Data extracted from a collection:
= Beginning of Section =
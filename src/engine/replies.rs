//! User-facing prompts and messages.

use crate::correlation::{CANCEL_COMPONENT, CONFIRM_COMPONENT};
use crate::domain::amount::format_eth;
use crate::domain::{MatchInfo, SettlementKind};
use crate::engine::{CancelOutcome, ClaimQuote};
use crate::intent::WagerIntent;
use crate::reconcile::ReconcileReport;
use crate::settlement::SettlementOutcome;
use crate::transport::{ButtonStyle, Prompt, PromptButton};
use alloy::primitives::{B256, U256};

fn confirm_buttons(confirm_label: &str) -> Vec<PromptButton> {
    vec![
        PromptButton {
            id: CONFIRM_COMPONENT.into(),
            label: confirm_label.into(),
            style: ButtonStyle::Primary,
        },
        PromptButton {
            id: CANCEL_COMPONENT.into(),
            label: "Cancel".into(),
            style: ButtonStyle::Danger,
        },
    ]
}

pub fn wager_prompt(token: String, info: &MatchInfo, intent: &WagerIntent) -> Prompt {
    Prompt::Form {
        id: token,
        title: format!("Confirm bet on {}", info.label()),
        body: format!(
            "{} ETH on {} ({}).\nKickoff {}. This offer expires at {}.",
            intent.stake,
            info.pick_label(intent.prediction),
            intent.prediction,
            info.kickoff_time.format("%Y-%m-%d %H:%M UTC"),
            intent.expires_at.format("%H:%M:%S UTC"),
        ),
        buttons: confirm_buttons("Confirm"),
    }
}

pub fn claim_prompt(token: String, info: &MatchInfo, quote: &ClaimQuote) -> Prompt {
    let body = if quote.no_winners {
        format!(
            "Nobody predicted the result of {}, so every stake is paid back through the winnings claim.\n\
             You can claim {} ETH.",
            info.label(),
            format_eth(quote.amount)
        )
    } else {
        format!("You won on {}! You can claim {} ETH.", info.label(), format_eth(quote.amount))
    };
    Prompt::Form {
        id: token,
        title: format!("Claim winnings for {}", info.label()),
        body,
        buttons: confirm_buttons("Claim"),
    }
}

pub fn refund_prompt(token: String, info: &MatchInfo, amount: U256) -> Prompt {
    Prompt::Form {
        id: token,
        title: format!("Claim refund for {}", info.label()),
        body: format!(
            "{} was cancelled. Your stake of {} ETH can be refunded.",
            info.label(),
            format_eth(amount)
        ),
        buttons: confirm_buttons("Refund"),
    }
}

pub fn cancel_message(outcome: &CancelOutcome) -> String {
    match outcome {
        CancelOutcome::Cancelled { match_id } => {
            format!("Your pending bet on match #{match_id} was cancelled. Start a new one with /bet.")
        }
        CancelOutcome::NothingPending => {
            "Nothing to cancel: this request was already processed or has expired.".to_string()
        }
    }
}

fn sync_hint() -> &'static str {
    "Run /sync in a minute to repair your record."
}

pub fn settlement_message(outcome: &SettlementOutcome) -> String {
    match outcome {
        SettlementOutcome::TxRequested { kind, .. } => {
            format!("Sign the {kind} transaction in your wallet to continue.")
        }
        SettlementOutcome::WagerSettled {
            record: Some(record),
            needs_reconcile,
            tx_hash,
            ..
        } => {
            let mut text = format!(
                "Bet placed: {} ETH on {} for match #{} ({}).",
                format_eth(record.stake_wei),
                record.prediction,
                record.match_id,
                short_hash(tx_hash)
            );
            if *needs_reconcile {
                text.push_str(" It is on-chain, but I couldn't save it locally. ");
                text.push_str(sync_hint());
            }
            text
        }
        SettlementOutcome::WagerSettled {
            record: None,
            tx_hash,
            ..
        } => format!(
            "Your bet transaction succeeded ({}), but I couldn't match it to one of your wallets yet. {}",
            short_hash(tx_hash),
            sync_hint()
        ),
        SettlementOutcome::ClaimSettled {
            payout,
            profit,
            approximate,
            needs_reconcile,
            tx_hash,
            ..
        } => {
            let mut text = if *approximate {
                format!(
                    "Claim confirmed ({}). You received at least {} ETH; check your wallet for the exact amount.",
                    short_hash(tx_hash),
                    format_eth(*payout)
                )
            } else {
                format!(
                    "Claim confirmed ({}). You received {} ETH ({} ETH profit).",
                    short_hash(tx_hash),
                    format_eth(*payout),
                    format_eth(*profit)
                )
            };
            if *needs_reconcile {
                text.push(' ');
                text.push_str(sync_hint());
            }
            text
        }
        SettlementOutcome::RefundSettled {
            amount,
            needs_reconcile,
            tx_hash,
            ..
        } => {
            let mut text = format!(
                "Refund confirmed ({}). {} ETH is back in your wallet.",
                short_hash(tx_hash),
                format_eth(*amount)
            );
            if *needs_reconcile {
                text.push(' ');
                text.push_str(sync_hint());
            }
            text
        }
        SettlementOutcome::NotSubmitted { kind } => match kind {
            SettlementKind::Wager => {
                "The bet transaction was not signed, so nothing was placed. Start again with /bet.".to_string()
            }
            SettlementKind::Claim => {
                "The claim transaction was not signed. Run /claim again when you're ready.".to_string()
            }
            SettlementKind::Refund => {
                "The refund transaction was not signed. Run /claim_refund again when you're ready.".to_string()
            }
        },
    }
}

pub fn dismissed_message(kind: SettlementKind) -> String {
    format!("OK, the {kind} was not submitted. Nothing changed.")
}

pub fn reconcile_message(report: &ReconcileReport) -> String {
    if report.recovered.is_empty() {
        return format!(
            "Your bets are in sync ({} recent matches checked).",
            report.matches_checked
        );
    }
    let ids: Vec<String> = report.recovered.iter().map(|id| format!("#{id}")).collect();
    format!(
        "Recovered {} bet(s) from the chain: {}. Check /mybets.",
        report.recovered.len(),
        ids.join(", ")
    )
}

fn short_hash(hash: &B256) -> String {
    let full = hash.to_string();
    format!("{}…{}", &full[..10], &full[full.len() - 6..])
}

#[cfg(test)]
mod tests {
    use super::*;
    use crate::testkit::wager_record;

    #[test]
    fn partial_success_points_at_sync() {
        let text = settlement_message(&SettlementOutcome::WagerSettled {
            record: Some(wager_record("u1", 7, 10_000_000_000_000_000)),
            newly_recorded: false,
            needs_reconcile: true,
            tx_hash: B256::repeat_byte(0xab),
        });
        assert!(text.contains("0.01 ETH on HOME"));
        assert!(text.contains("/sync"));
    }

    #[test]
    fn approximate_claims_say_so() {
        let text = settlement_message(&SettlementOutcome::ClaimSettled {
            payout: U256::from(10_000_000_000_000_000u64),
            profit: U256::ZERO,
            approximate: true,
            newly_recorded: true,
            needs_reconcile: false,
            tx_hash: B256::ZERO,
        });
        assert!(text.contains("at least 0.01 ETH"));
    }

    #[test]
    fn short_hashes() {
        assert_eq!(short_hash(&B256::repeat_byte(0xab)), "0xabababab…ababab");
    }
}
= End of Section =
▶ _Description of the task_: Reply with one number only: the count of lines in the entries that contain "MatchInfo".

▶ _Task result_: 4